Björn Emmerling

Personal information
- Born: 16 November 1975 (age 50) Würzburg
- Height: 182 cm (6 ft 0 in)
- Weight: 81 kg (179 lb)

Sport
- Sport: Field hockey

Medal record
Men's field hockey
Representing Germany
Olympic Games
| Bronze medal – third place | 2004 Athens | Team |
European Championship
| Bronze medal – third place | 2005 Leipzig | Team |
Champions Trophy
| Silver medal – second place | 2000 Amstelveen | Team |
| Silver medal – second place | 2002 Cologne | Team |
| Silver medal – second place | 2006 Terrassa | Team |

= Björn Emmerling =

German field hockey player (born 1975)

Björn Emmerling (born 16 November 1975 in Würzburg) is a field hockey player from Germany, who played for Harvestehuder THC and Hanauer THC in his native country. The defender made his international senior debut for the German team in 1996, and competed at three Summer Olympics. He retired from international play after the 11th World Cup, in Germany in September 2006 with 256 caps and 58 goals. In 2007, he received the town of Mönchengladbach "Sportler des Jahres" (Sportsman of the Year) award.

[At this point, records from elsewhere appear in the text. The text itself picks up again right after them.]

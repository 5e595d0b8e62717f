use actix_web::HttpResponse;
use thiserror::Error;

use crate::domain::errors::DomainError;

#[derive(Debug, Error)]
pub enum AppError {
    #[error("Invalid input: {0}")]
    Validation(String),

    #[error("Out of stock")]
    OutOfStock,

    #[error("Not found")]
    NotFound,

    #[error("Forbidden: {0}")]
    Forbidden(String),

    #[error("Illegal transition: {0}")]
    IllegalTransition(String),

    #[error("Order already claimed")]
    AlreadyClaimed,

    #[error("Internal error: {0}")]
    Internal(String),
}

impl From<DomainError> for AppError {
    fn from(e: DomainError) -> Self {
        match e {
            DomainError::Validation(msg) => AppError::Validation(msg),
            DomainError::OutOfStock => AppError::OutOfStock,
            DomainError::NotFound => AppError::NotFound,
            DomainError::Authorization(msg) => AppError::Forbidden(msg),
            DomainError::IllegalTransition { .. } => AppError::IllegalTransition(e.to_string()),
            DomainError::AlreadyClaimed => AppError::AlreadyClaimed,
            DomainError::Internal(msg) => AppError::Internal(msg),
        }
    }
}

impl actix_web::ResponseError for AppError {
    fn error_response(&self) -> HttpResponse {
        let body = serde_json::json!({ "error": self.to_string() });
        match self {
            AppError::Validation(_) => HttpResponse::BadRequest().json(body),
            AppError::OutOfStock | AppError::AlreadyClaimed => HttpResponse::Conflict().json(body),
            AppError::NotFound => HttpResponse::NotFound().json(body),
            AppError::Forbidden(_) => HttpResponse::Forbidden().json(body),
            AppError::IllegalTransition(_) => HttpResponse::UnprocessableEntity().json(body),
            AppError::Internal(_) => HttpResponse::InternalServerError().json(serde_json::json!({
                "error": "Internal server error"
            })),
        }
    }
}
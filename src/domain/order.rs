use chrono::{DateTime, Utc};
use serde::{Deserialize, Serialize};
use utoipa::ToSchema;
use uuid::Uuid;

#[derive(Debug, Clone, Copy, PartialEq, Eq, Serialize, Deserialize, ToSchema)]
#[serde(rename_all = "SCREAMING_SNAKE_CASE")]
pub enum OrderStatus {
    /// Reserved for a future asynchronous-payment flow; never assigned today.
    Pending,
    Paid,
    Accepted,
    PickedUp,
    Delivering,
    Completed,
    Cancelled,
}

impl OrderStatus {
    pub fn is_terminal(self) -> bool {
        matches!(self, OrderStatus::Completed | OrderStatus::Cancelled)
    }

    /// Whether `self -> next` is an edge of the order state machine.
    ///
    /// ```text
    /// PENDING -> PAID -> ACCEPTED -> {PICKED_UP | DELIVERING} -> COMPLETED
    ///              \-> CANCELLED (from PAID or ACCEPTED only)
    /// ```
    pub fn can_transition_to(self, next: OrderStatus) -> bool {
        use OrderStatus::*;
        matches!(
            (self, next),
            (Pending, Paid)
                | (Paid, Accepted)
                | (Paid, Cancelled)
                | (Accepted, PickedUp)
                | (Accepted, Delivering)
                | (Accepted, Completed)
                | (Accepted, Cancelled)
                | (PickedUp, Completed)
                | (Delivering, Completed)
        )
    }
}

#[derive(Debug, Clone, Copy, PartialEq, Eq, Serialize, Deserialize, ToSchema)]
#[serde(rename_all = "SCREAMING_SNAKE_CASE")]
pub enum PaymentMethod {
    OrangeMoney,
    MoovMoney,
}

#[derive(Debug, Clone, Copy, PartialEq, Eq, Serialize, Deserialize, ToSchema)]
#[serde(rename_all = "SCREAMING_SNAKE_CASE")]
pub enum DeliveryType {
    Pickup,
    Delivery,
}

#[derive(Debug, Clone, Copy, PartialEq, Serialize, Deserialize, ToSchema)]
pub struct GeoPoint {
    pub lat: f64,
    pub lng: f64,
}

/// Drop-off point captured at checkout, including the distance estimate the
/// delivery fee was computed from.
#[derive(Debug, Clone, PartialEq, Serialize, Deserialize, ToSchema)]
pub struct DeliveryLocation {
    pub lat: f64,
    pub lng: f64,
    pub address: String,
    pub distance_km: f64,
}

/// A priced, stateful purchase. Everything except `status`, `delivery_id` and
/// `driver_location` is a point-in-time snapshot taken at checkout: the order
/// is the durable audit record and is never deleted, only transitioned.
#[derive(Debug, Clone, Serialize, Deserialize, ToSchema)]
pub struct Order {
    pub id: Uuid,
    pub buyer_id: Uuid,
    pub seller_id: Uuid,
    pub product_id: Uuid,
    /// Unit price at purchase time, smallest currency unit. Never re-read
    /// from the catalog after creation.
    pub product_price: i64,
    pub delivery_fee: i64,
    pub platform_sale_fee: i64,
    pub platform_delivery_fee: i64,
    pub status: OrderStatus,
    pub payment_method: PaymentMethod,
    pub delivery_type: DeliveryType,
    pub transaction_id: String,
    pub delivery_location: DeliveryLocation,
    /// Courier that claimed the order, set exactly once at claim time.
    pub delivery_id: Option<Uuid>,
    /// Live courier telemetry, last-write-wins.
    pub driver_location: Option<GeoPoint>,
    pub created_at: DateTime<Utc>,
}
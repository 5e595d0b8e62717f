use actix_web::{web, HttpResponse};
use serde::{Deserialize, Serialize};
use utoipa::ToSchema;
use uuid::Uuid;

use crate::application::commerce::Checkout;
use crate::domain::order::{
    DeliveryLocation, DeliveryType, GeoPoint, Order, OrderStatus, PaymentMethod,
};
use crate::errors::AppError;
use crate::AppState;

// ── Request / response DTOs ──────────────────────────────────────────────────

#[derive(Debug, Deserialize, ToSchema)]
pub struct CreateOrderRequest {
    pub buyer_id: Uuid,
    pub product_id: Uuid,
    pub payment_method: PaymentMethod,
    pub delivery_type: DeliveryType,
    pub transaction_id: String,
    /// Drop-off point; omitted for pickup or when the buyer keeps the campus
    /// default.
    pub delivery_location: Option<DeliveryLocation>,
}

#[derive(Debug, Deserialize, ToSchema)]
pub struct AdvanceStatusRequest {
    pub requester_id: Uuid,
    pub status: OrderStatus,
}

#[derive(Debug, Deserialize, ToSchema)]
pub struct DriverLocationRequest {
    pub requester_id: Uuid,
    pub lat: f64,
    pub lng: f64,
}

// ── Pagination ───────────────────────────────────────────────────────────────

#[derive(Debug, Deserialize, ToSchema)]
pub struct ListOrdersParams {
    /// Page number (1-based). Defaults to 1.
    #[serde(default = "default_page")]
    pub page: i64,
    /// Number of items per page. Defaults to 20, maximum 100.
    #[serde(default = "default_limit")]
    pub limit: i64,
}

fn default_page() -> i64 {
    1
}

fn default_limit() -> i64 {
    20
}

#[derive(Debug, Serialize, ToSchema)]
pub struct ListOrdersResponse {
    pub items: Vec<Order>,
    pub total: i64,
    pub page: i64,
    pub limit: i64,
}

// ── Handlers ─────────────────────────────────────────────────────────────────

/// POST /orders
///
/// Checkout: reserves one unit of stock, prices the order (delivery fee plus
/// both platform commissions) and creates it in the PAID state.
#[utoipa::path(
    post,
    path = "/orders",
    request_body = CreateOrderRequest,
    responses(
        (status = 201, description = "Order created", body = Order),
        (status = 404, description = "Buyer or product unknown"),
        (status = 409, description = "Product is out of stock"),
    ),
    tag = "orders"
)]
pub async fn create_order(
    state: web::Data<AppState>,
    body: web::Json<CreateOrderRequest>,
) -> Result<HttpResponse, AppError> {
    let body = body.into_inner();
    let order = state.service.checkout(Checkout {
        buyer_id: body.buyer_id,
        product_id: body.product_id,
        payment_method: body.payment_method,
        delivery_type: body.delivery_type,
        transaction_id: body.transaction_id,
        delivery_location: body.delivery_location,
    })?;
    Ok(HttpResponse::Created().json(order))
}

/// GET /orders/{id}
#[utoipa::path(
    get,
    path = "/orders/{id}",
    params(("id" = Uuid, Path, description = "Order UUID")),
    responses(
        (status = 200, description = "Order found", body = Order),
        (status = 404, description = "Order not found"),
    ),
    tag = "orders"
)]
pub async fn get_order(
    state: web::Data<AppState>,
    path: web::Path<Uuid>,
) -> Result<HttpResponse, AppError> {
    Ok(HttpResponse::Ok().json(state.service.order(path.into_inner())?))
}

/// GET /orders
#[utoipa::path(
    get,
    path = "/orders",
    params(
        ("page" = Option<i64>, Query, description = "Page number (1-based, default 1)"),
        ("limit" = Option<i64>, Query, description = "Items per page (default 20, max 100)"),
    ),
    responses(
        (status = 200, description = "Paginated orders, newest first", body = ListOrdersResponse),
    ),
    tag = "orders"
)]
pub async fn list_orders(
    state: web::Data<AppState>,
    query: web::Query<ListOrdersParams>,
) -> Result<HttpResponse, AppError> {
    let params = query.into_inner();
    let page = params.page.max(1);
    let limit = params.limit.clamp(1, 100);
    let result = state.service.list_orders(page, limit)?;
    Ok(HttpResponse::Ok().json(ListOrdersResponse {
        items: result.items,
        total: result.total,
        page,
        limit,
    }))
}

/// POST /orders/{id}/status
///
/// Role-gated transition. A courier moving a PAID order to ACCEPTED is the
/// exclusive claim; losing a claim race answers 409.
#[utoipa::path(
    post,
    path = "/orders/{id}/status",
    params(("id" = Uuid, Path, description = "Order UUID")),
    request_body = AdvanceStatusRequest,
    responses(
        (status = 200, description = "Order advanced", body = Order),
        (status = 403, description = "Requester's role may not drive this edge"),
        (status = 409, description = "Order already claimed by another courier"),
        (status = 422, description = "No such edge in the state machine"),
    ),
    tag = "orders"
)]
pub async fn advance_status(
    state: web::Data<AppState>,
    path: web::Path<Uuid>,
    body: web::Json<AdvanceStatusRequest>,
) -> Result<HttpResponse, AppError> {
    let body = body.into_inner();
    let order = state
        .service
        .advance_status(path.into_inner(), body.requester_id, body.status)?;
    Ok(HttpResponse::Ok().json(order))
}

/// POST /orders/{id}/driver-location
#[utoipa::path(
    post,
    path = "/orders/{id}/driver-location",
    params(("id" = Uuid, Path, description = "Order UUID")),
    request_body = DriverLocationRequest,
    responses(
        (status = 200, description = "Position recorded", body = Order),
        (status = 400, description = "Order is not in transit"),
        (status = 403, description = "Requester is not the assigned courier"),
    ),
    tag = "orders"
)]
pub async fn update_driver_location(
    state: web::Data<AppState>,
    path: web::Path<Uuid>,
    body: web::Json<DriverLocationRequest>,
) -> Result<HttpResponse, AppError> {
    let body = body.into_inner();
    let order = state.service.update_driver_location(
        path.into_inner(),
        body.requester_id,
        GeoPoint {
            lat: body.lat,
            lng: body.lng,
        },
    )?;
    Ok(HttpResponse::Ok().json(order))
}
//! Integration tests driving the full actix service over HTTP, with an
//! in-memory persistence backend and the hosted-model client disabled.

use std::sync::Arc;

use actix_web::{test, web, App};
use serde_json::{json, Value};

use campus_market::persistence::MemoryStore;
use campus_market::{configure, AppState, CommerceService, GeminiClient};

macro_rules! test_app {
    () => {{
        let service = CommerceService::new(Arc::new(MemoryStore::new())).expect("service boot");
        let state = web::Data::new(AppState {
            service,
            ai: GeminiClient::disabled(),
        });
        test::init_service(App::new().app_data(state).configure(configure)).await
    }};
}

macro_rules! post_json {
    ($app:expr, $uri:expr, $body:expr) => {
        test::call_service(
            $app,
            test::TestRequest::post().uri($uri).set_json($body).to_request(),
        )
        .await
    };
}

macro_rules! register_user {
    ($app:expr, $name:expr, $role:expr) => {{
        let resp = post_json!(
            $app,
            "/users",
            &json!({
                "name": $name,
                "email": format!("{}@u-auben.bf", $name.to_lowercase()),
                "role": $role,
                "is_verified": true
            })
        );
        assert_eq!(resp.status(), 201, "registering {} failed", $name);
        let user: Value = test::read_body_json(resp).await;
        user["id"].as_str().expect("user id").to_string()
    }};
}

macro_rules! create_product {
    ($app:expr, $seller:expr, $price:expr, $stock:expr) => {{
        let resp = post_json!(
            $app,
            "/products",
            &json!({
                "seller_id": $seller,
                "name": "Riz gras",
                "description": "Portion du midi",
                "category": "FOOD",
                "price": $price,
                "image": "riz.jpg",
                "stock": $stock
            })
        );
        assert_eq!(resp.status(), 201, "creating product failed");
        let product: Value = test::read_body_json(resp).await;
        product["id"].as_str().expect("product id").to_string()
    }};
}

fn checkout_body(buyer: &str, product: &str) -> Value {
    json!({
        "buyer_id": buyer,
        "product_id": product,
        "payment_method": "ORANGE_MONEY",
        "delivery_type": "DELIVERY",
        "transaction_id": "OM-42"
    })
}

#[actix_web::test]
async fn checkout_prices_and_reserves_stock() {
    let app = test_app!();
    let seller = register_user!(&app, "Awa", "SELLER");
    let buyer = register_user!(&app, "Issa", "BUYER");
    let product = create_product!(&app, seller, 1000, 1);

    let resp = post_json!(&app, "/orders", &checkout_body(&buyer, &product));
    assert_eq!(resp.status(), 201);
    let order: Value = test::read_body_json(resp).await;
    assert_eq!(order["status"], "PAID");
    assert_eq!(order["product_price"], 1000);
    assert_eq!(order["delivery_fee"], 450);
    assert_eq!(order["platform_sale_fee"], 30);
    assert_eq!(order["platform_delivery_fee"], 5);
    assert_eq!(order["seller_id"].as_str(), Some(seller.as_str()));

    let resp = test::call_service(
        &app,
        test::TestRequest::get()
            .uri(&format!("/products/{product}"))
            .to_request(),
    )
    .await;
    let listed: Value = test::read_body_json(resp).await;
    assert_eq!(listed["stock"], 0);

    // Last unit is gone.
    let resp = post_json!(&app, "/orders", &checkout_body(&buyer, &product));
    assert_eq!(resp.status(), 409);
}

#[actix_web::test]
async fn pickup_checkout_has_zero_delivery_fees() {
    let app = test_app!();
    let seller = register_user!(&app, "Awa", "SELLER");
    let buyer = register_user!(&app, "Issa", "BUYER");
    let product = create_product!(&app, seller, 2500, 3);

    let resp = post_json!(
        &app,
        "/orders",
        &json!({
            "buyer_id": buyer,
            "product_id": product,
            "payment_method": "MOOV_MONEY",
            "delivery_type": "PICKUP",
            "transaction_id": "MM-7"
        })
    );
    assert_eq!(resp.status(), 201);
    let order: Value = test::read_body_json(resp).await;
    assert_eq!(order["delivery_fee"], 0);
    assert_eq!(order["platform_delivery_fee"], 0);
    assert_eq!(order["platform_sale_fee"], 75);
}

#[actix_web::test]
async fn delivery_flow_with_exclusive_claim() {
    let app = test_app!();
    let seller = register_user!(&app, "Awa", "SELLER");
    let buyer = register_user!(&app, "Issa", "BUYER");
    let courier = register_user!(&app, "Drissa", "DELIVERY");
    let rival = register_user!(&app, "Karim", "DELIVERY");
    let product = create_product!(&app, seller, 1000, 1);

    let resp = post_json!(&app, "/orders", &checkout_body(&buyer, &product));
    let order: Value = test::read_body_json(resp).await;
    let order_id = order["id"].as_str().expect("order id").to_string();
    let status_uri = format!("/orders/{order_id}/status");

    // The buyer may not advance their own order.
    let resp = post_json!(
        &app,
        &status_uri,
        &json!({ "requester_id": buyer, "status": "ACCEPTED" })
    );
    assert_eq!(resp.status(), 403);

    // First courier claims.
    let resp = post_json!(
        &app,
        &status_uri,
        &json!({ "requester_id": courier, "status": "ACCEPTED" })
    );
    assert_eq!(resp.status(), 200);
    let claimed: Value = test::read_body_json(resp).await;
    assert_eq!(claimed["delivery_id"].as_str(), Some(courier.as_str()));

    // Second courier loses the claim.
    let resp = post_json!(
        &app,
        &status_uri,
        &json!({ "requester_id": rival, "status": "ACCEPTED" })
    );
    assert_eq!(resp.status(), 409);

    // Only the assigned courier may report a position.
    let location_uri = format!("/orders/{order_id}/driver-location");
    let resp = post_json!(
        &app,
        &location_uri,
        &json!({ "requester_id": rival, "lat": 12.31, "lng": -1.49 })
    );
    assert_eq!(resp.status(), 403);
    let resp = post_json!(
        &app,
        &location_uri,
        &json!({ "requester_id": courier, "lat": 12.31, "lng": -1.49 })
    );
    assert_eq!(resp.status(), 200);

    // Deliver and complete.
    let resp = post_json!(
        &app,
        &status_uri,
        &json!({ "requester_id": courier, "status": "DELIVERING" })
    );
    assert_eq!(resp.status(), 200);
    let resp = post_json!(
        &app,
        &status_uri,
        &json!({ "requester_id": courier, "status": "COMPLETED" })
    );
    assert_eq!(resp.status(), 200);

    // Terminal orders are frozen, even for admins.
    let admin = register_user!(&app, "Salif", "ADMIN");
    let resp = post_json!(
        &app,
        &status_uri,
        &json!({ "requester_id": admin, "status": "CANCELLED" })
    );
    assert_eq!(resp.status(), 422);
}

#[actix_web::test]
async fn admin_may_force_cancellation_of_a_paid_order() {
    let app = test_app!();
    let seller = register_user!(&app, "Awa", "SELLER");
    let buyer = register_user!(&app, "Issa", "BUYER");
    let admin = register_user!(&app, "Salif", "ADMIN");
    let product = create_product!(&app, seller, 800, 2);

    let resp = post_json!(&app, "/orders", &checkout_body(&buyer, &product));
    let order: Value = test::read_body_json(resp).await;
    let order_id = order["id"].as_str().expect("order id");

    let resp = post_json!(
        &app,
        &format!("/orders/{order_id}/status"),
        &json!({ "requester_id": admin, "status": "CANCELLED" })
    );
    assert_eq!(resp.status(), 200);
    let cancelled: Value = test::read_body_json(resp).await;
    assert_eq!(cancelled["status"], "CANCELLED");

    // Cancellation does not restore the reserved unit.
    let resp = test::call_service(
        &app,
        test::TestRequest::get()
            .uri(&format!("/products/{product}"))
            .to_request(),
    )
    .await;
    let listed: Value = test::read_body_json(resp).await;
    assert_eq!(listed["stock"], 1);
}

#[actix_web::test]
async fn concurrent_checkouts_for_the_last_unit() {
    let app = test_app!();
    let seller = register_user!(&app, "Awa", "SELLER");
    let buyer_a = register_user!(&app, "Issa", "BUYER");
    let buyer_b = register_user!(&app, "Binta", "BUYER");
    let product = create_product!(&app, seller, 1000, 1);

    let responses = futures::future::join(
        test::call_service(
            &app,
            test::TestRequest::post()
                .uri("/orders")
                .set_json(checkout_body(&buyer_a, &product))
                .to_request(),
        ),
        test::call_service(
            &app,
            test::TestRequest::post()
                .uri("/orders")
                .set_json(checkout_body(&buyer_b, &product))
                .to_request(),
        ),
    )
    .await;

    let statuses = [responses.0.status().as_u16(), responses.1.status().as_u16()];
    assert!(statuses.contains(&201), "one checkout must succeed: {statuses:?}");
    assert!(statuses.contains(&409), "one checkout must lose: {statuses:?}");
}

#[actix_web::test]
async fn delete_store_demotes_seller_and_clears_listings() {
    let app = test_app!();
    let seller = register_user!(&app, "Awa", "SELLER");
    let buyer = register_user!(&app, "Issa", "BUYER");
    let product = create_product!(&app, seller, 1000, 5);

    let resp = post_json!(&app, "/orders", &checkout_body(&buyer, &product));
    let order: Value = test::read_body_json(resp).await;
    let order_id = order["id"].as_str().expect("order id");

    let resp = test::call_service(
        &app,
        test::TestRequest::post()
            .uri(&format!("/users/{seller}/delete-store"))
            .to_request(),
    )
    .await;
    assert_eq!(resp.status(), 200);
    let demoted: Value = test::read_body_json(resp).await;
    assert_eq!(demoted["role"], "BUYER");

    let resp = test::call_service(
        &app,
        test::TestRequest::get().uri("/products").to_request(),
    )
    .await;
    let products: Value = test::read_body_json(resp).await;
    assert_eq!(products.as_array().expect("array").len(), 0);

    // The order's snapshot is unaffected by the cascade.
    let resp = test::call_service(
        &app,
        test::TestRequest::get()
            .uri(&format!("/orders/{order_id}"))
            .to_request(),
    )
    .await;
    assert_eq!(resp.status(), 200);
    let kept: Value = test::read_body_json(resp).await;
    assert_eq!(kept["product_price"], 1000);
}

#[actix_web::test]
async fn orders_list_is_newest_first() {
    let app = test_app!();
    let seller = register_user!(&app, "Awa", "SELLER");
    let buyer = register_user!(&app, "Issa", "BUYER");
    let product = create_product!(&app, seller, 500, 5);

    let mut ids = Vec::new();
    for _ in 0..3 {
        let resp = post_json!(&app, "/orders", &checkout_body(&buyer, &product));
        let order: Value = test::read_body_json(resp).await;
        ids.push(order["id"].as_str().expect("order id").to_string());
    }

    let resp = test::call_service(
        &app,
        test::TestRequest::get().uri("/orders?page=1&limit=2").to_request(),
    )
    .await;
    let page: Value = test::read_body_json(resp).await;
    assert_eq!(page["total"], 3);
    let items = page["items"].as_array().expect("items");
    assert_eq!(items.len(), 2);
    assert_eq!(items[0]["id"].as_str(), Some(ids[2].as_str()));
    assert_eq!(items[1]["id"].as_str(), Some(ids[1].as_str()));
}

#[actix_web::test]
async fn ai_endpoints_degrade_without_a_model() {
    let app = test_app!();
    let courier = register_user!(&app, "Drissa", "DELIVERY");

    let resp = post_json!(&app, "/identity/verify", &json!({ "image_base64": "AAAA" }));
    assert_eq!(resp.status(), 200);
    let check: Value = test::read_body_json(resp).await;
    assert_eq!(check["is_valid"], false);

    let resp = post_json!(
        &app,
        &format!("/users/{courier}/schedule"),
        &json!({ "image_base64": "AAAA" })
    );
    assert_eq!(resp.status(), 200);
    let user: Value = test::read_body_json(resp).await;
    assert!(user["schedule"].is_null());

    let resp = post_json!(
        &app,
        &format!("/users/{courier}/zone"),
        &json!({ "lat": 12.3, "lng": -1.5 })
    );
    assert_eq!(resp.status(), 200);
    let zone: Value = test::read_body_json(resp).await;
    assert!(zone["zone"].is_null());
}

#[actix_web::test]
async fn malformed_listings_and_unknown_ids_are_rejected() {
    let app = test_app!();
    let seller = register_user!(&app, "Awa", "SELLER");

    let resp = post_json!(
        &app,
        "/products",
        &json!({
            "seller_id": seller,
            "name": "",
            "description": "",
            "category": "FOOD",
            "price": 100,
            "image": "x.jpg",
            "stock": 1
        })
    );
    assert_eq!(resp.status(), 400);

    let resp = post_json!(
        &app,
        "/products",
        &json!({
            "seller_id": seller,
            "name": "Stylo",
            "description": "",
            "category": "SUPPLIES",
            "price": -5,
            "image": "stylo.jpg",
            "stock": 1
        })
    );
    assert_eq!(resp.status(), 400);

    let resp = test::call_service(
        &app,
        test::TestRequest::get()
            .uri(&format!("/orders/{}", uuid::Uuid::new_v4()))
            .to_request(),
    )
    .await;
    assert_eq!(resp.status(), 404);
}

==International senior tournaments==
- 1996 - Summer Olympics, Atlanta (4th place)
- 1998 - Champions Trophy, Lahore (6th place)
- 1999 - European Indoor Nations Cup, Slagelse (1st place)
- 1999 - European Nations Cup, Padova (1st place)
- 2000 - Champions Trophy, Amstelveen (2nd place)
- 2000 - Summer Olympics, Sydney (5th place)
- 2001 - European Indoor Nations Cup, Luzern (1st place)
- 2001 - Champions Trophy, Rotterdam (1st place)
- 2002 - World Cup, Kuala Lumpur (1st place)
- 2002 - Champions Trophy, Cologne (2nd place)
- 2003 - European Indoor Nations Cup, Santander (1st place)
- 2003 - World Cup Indoor, Leipzig (1st place)
- 2003 - 2003 Men's Hockey European Nations Cup|European Nations Cup, Barcelona (1st place)
- 2004 - Summer Olympics, Athens (3rd place)
- 2005 - World Games, Duisburg (1st place)
- 2005 - 2005 Men's Hockey European Nations Cup|European Nations Cup, Leipzig (3rd place)
- 2006 - 11th World Cup, Mönchengladbach (1st place)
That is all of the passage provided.